:: Supplied records ::

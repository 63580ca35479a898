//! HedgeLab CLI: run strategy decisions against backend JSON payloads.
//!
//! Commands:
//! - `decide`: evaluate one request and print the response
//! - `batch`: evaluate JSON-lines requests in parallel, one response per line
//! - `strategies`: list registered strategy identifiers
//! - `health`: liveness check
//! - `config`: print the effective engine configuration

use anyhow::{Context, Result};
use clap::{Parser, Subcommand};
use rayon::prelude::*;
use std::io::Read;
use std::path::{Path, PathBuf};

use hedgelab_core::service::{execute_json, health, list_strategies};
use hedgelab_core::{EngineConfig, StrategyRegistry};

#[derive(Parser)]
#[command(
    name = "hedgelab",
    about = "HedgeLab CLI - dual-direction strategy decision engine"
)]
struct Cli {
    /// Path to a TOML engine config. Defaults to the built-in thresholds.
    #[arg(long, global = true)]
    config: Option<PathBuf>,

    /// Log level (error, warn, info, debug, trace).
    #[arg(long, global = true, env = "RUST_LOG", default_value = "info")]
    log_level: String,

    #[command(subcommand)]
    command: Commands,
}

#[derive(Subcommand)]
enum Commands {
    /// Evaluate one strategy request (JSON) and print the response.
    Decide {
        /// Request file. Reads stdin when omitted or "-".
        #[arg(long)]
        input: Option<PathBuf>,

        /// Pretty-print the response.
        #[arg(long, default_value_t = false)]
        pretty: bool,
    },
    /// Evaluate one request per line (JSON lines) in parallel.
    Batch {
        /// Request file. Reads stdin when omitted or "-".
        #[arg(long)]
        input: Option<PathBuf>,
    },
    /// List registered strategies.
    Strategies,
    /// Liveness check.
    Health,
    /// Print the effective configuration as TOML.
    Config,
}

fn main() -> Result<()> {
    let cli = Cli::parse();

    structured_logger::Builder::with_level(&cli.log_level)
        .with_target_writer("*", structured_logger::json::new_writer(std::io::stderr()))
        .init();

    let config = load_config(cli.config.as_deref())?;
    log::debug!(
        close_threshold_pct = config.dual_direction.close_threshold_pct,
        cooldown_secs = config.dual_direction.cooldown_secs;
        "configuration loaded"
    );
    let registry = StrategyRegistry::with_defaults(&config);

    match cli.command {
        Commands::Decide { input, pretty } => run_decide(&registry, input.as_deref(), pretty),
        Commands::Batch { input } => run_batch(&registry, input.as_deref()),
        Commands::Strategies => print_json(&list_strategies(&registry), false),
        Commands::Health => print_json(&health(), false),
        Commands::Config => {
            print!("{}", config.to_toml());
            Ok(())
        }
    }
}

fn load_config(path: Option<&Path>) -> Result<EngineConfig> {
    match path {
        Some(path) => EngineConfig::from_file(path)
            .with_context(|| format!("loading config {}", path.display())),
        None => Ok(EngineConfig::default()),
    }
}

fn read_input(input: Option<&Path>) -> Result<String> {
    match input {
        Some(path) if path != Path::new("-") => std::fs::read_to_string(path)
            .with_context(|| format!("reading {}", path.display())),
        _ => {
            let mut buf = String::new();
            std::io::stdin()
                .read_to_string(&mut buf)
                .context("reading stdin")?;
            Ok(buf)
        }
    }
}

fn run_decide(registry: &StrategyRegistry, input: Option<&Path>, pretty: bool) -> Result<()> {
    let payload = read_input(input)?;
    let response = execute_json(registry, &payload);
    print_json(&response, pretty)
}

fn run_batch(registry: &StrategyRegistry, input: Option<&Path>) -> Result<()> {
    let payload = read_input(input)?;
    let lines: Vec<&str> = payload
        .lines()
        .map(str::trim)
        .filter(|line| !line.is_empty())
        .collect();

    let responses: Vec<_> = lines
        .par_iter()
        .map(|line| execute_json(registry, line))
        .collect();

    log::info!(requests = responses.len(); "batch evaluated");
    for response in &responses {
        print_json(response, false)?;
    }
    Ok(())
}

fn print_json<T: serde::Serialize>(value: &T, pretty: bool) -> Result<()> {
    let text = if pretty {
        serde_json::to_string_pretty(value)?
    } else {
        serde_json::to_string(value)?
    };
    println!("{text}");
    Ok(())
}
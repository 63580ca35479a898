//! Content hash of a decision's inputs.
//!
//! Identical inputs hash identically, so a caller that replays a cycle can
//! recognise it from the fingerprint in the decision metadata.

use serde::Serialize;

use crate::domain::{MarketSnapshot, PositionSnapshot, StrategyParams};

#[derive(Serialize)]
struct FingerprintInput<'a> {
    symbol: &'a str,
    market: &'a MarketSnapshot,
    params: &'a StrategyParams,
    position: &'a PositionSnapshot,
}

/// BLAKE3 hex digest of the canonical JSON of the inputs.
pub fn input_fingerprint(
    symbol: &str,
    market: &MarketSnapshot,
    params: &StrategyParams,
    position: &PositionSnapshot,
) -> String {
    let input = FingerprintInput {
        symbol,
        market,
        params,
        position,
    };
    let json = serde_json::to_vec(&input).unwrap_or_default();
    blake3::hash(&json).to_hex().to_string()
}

:::

_What the task requires_
The lines to show are those in the data above that include "false".

_Response to the exercise_
        #[arg(long, default_value_t = false)]
        Commands::Strategies => print_json(&list_strategies(&registry), false),
        Commands::Health => print_json(&health(), false),
        print_json(response, false)?;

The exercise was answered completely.